-------- Records to use

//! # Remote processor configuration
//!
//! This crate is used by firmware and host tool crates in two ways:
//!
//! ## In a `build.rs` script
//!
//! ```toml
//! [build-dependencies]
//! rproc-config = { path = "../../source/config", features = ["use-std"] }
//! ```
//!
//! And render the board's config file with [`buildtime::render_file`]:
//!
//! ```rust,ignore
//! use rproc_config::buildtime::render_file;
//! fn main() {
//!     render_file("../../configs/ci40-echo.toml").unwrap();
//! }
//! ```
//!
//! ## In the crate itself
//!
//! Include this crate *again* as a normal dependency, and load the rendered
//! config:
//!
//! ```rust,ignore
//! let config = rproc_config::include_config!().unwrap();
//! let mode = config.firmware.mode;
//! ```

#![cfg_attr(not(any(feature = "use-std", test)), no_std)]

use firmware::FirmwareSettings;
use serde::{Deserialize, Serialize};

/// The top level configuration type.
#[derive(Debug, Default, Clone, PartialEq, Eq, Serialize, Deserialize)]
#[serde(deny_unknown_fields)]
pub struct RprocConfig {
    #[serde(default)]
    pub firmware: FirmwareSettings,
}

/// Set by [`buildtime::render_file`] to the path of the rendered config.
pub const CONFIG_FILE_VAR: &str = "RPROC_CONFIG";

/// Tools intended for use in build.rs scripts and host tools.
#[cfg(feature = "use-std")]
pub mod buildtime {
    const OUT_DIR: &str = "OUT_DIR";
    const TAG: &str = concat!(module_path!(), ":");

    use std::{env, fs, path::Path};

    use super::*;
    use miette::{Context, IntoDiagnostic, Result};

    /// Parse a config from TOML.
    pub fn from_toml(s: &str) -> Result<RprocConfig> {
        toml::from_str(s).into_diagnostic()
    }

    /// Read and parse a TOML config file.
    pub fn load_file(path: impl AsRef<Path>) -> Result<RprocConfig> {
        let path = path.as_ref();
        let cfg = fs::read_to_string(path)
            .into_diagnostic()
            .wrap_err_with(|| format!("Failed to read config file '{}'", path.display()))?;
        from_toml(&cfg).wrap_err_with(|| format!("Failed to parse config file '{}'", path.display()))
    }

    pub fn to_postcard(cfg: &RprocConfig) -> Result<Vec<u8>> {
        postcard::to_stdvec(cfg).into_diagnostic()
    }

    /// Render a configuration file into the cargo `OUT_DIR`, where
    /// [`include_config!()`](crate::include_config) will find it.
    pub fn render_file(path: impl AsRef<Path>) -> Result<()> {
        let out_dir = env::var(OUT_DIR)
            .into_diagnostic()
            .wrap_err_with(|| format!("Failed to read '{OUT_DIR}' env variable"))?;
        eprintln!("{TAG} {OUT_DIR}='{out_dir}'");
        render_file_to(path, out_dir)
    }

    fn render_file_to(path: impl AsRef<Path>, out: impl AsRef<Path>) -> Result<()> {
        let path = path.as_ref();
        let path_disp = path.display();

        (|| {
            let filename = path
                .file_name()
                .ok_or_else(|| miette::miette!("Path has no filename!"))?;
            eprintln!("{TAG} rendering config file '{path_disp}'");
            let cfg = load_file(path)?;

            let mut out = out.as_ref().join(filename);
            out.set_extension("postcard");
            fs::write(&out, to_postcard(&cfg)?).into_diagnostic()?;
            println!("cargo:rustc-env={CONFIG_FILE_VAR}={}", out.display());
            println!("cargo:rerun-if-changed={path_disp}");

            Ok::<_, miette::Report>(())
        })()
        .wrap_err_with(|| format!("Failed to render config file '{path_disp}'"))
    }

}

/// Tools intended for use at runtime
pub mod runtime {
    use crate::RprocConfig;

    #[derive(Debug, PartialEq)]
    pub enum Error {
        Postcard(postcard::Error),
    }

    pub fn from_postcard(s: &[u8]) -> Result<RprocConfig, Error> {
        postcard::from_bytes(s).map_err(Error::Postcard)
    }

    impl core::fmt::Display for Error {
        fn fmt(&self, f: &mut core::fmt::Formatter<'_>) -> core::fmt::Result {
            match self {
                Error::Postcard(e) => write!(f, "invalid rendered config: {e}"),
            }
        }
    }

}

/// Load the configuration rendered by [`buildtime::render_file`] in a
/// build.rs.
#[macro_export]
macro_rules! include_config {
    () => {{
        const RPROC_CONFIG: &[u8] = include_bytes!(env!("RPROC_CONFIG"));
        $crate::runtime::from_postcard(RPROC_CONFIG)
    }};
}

----------------

▶ [Instructions for the task]
If a line in the records above contains "Serialize", copy that line.

▶ [Expected output]
use serde::{Deserialize, Serialize};
#[derive(Debug, Default, Clone, PartialEq, Eq, Serialize, Deserialize)]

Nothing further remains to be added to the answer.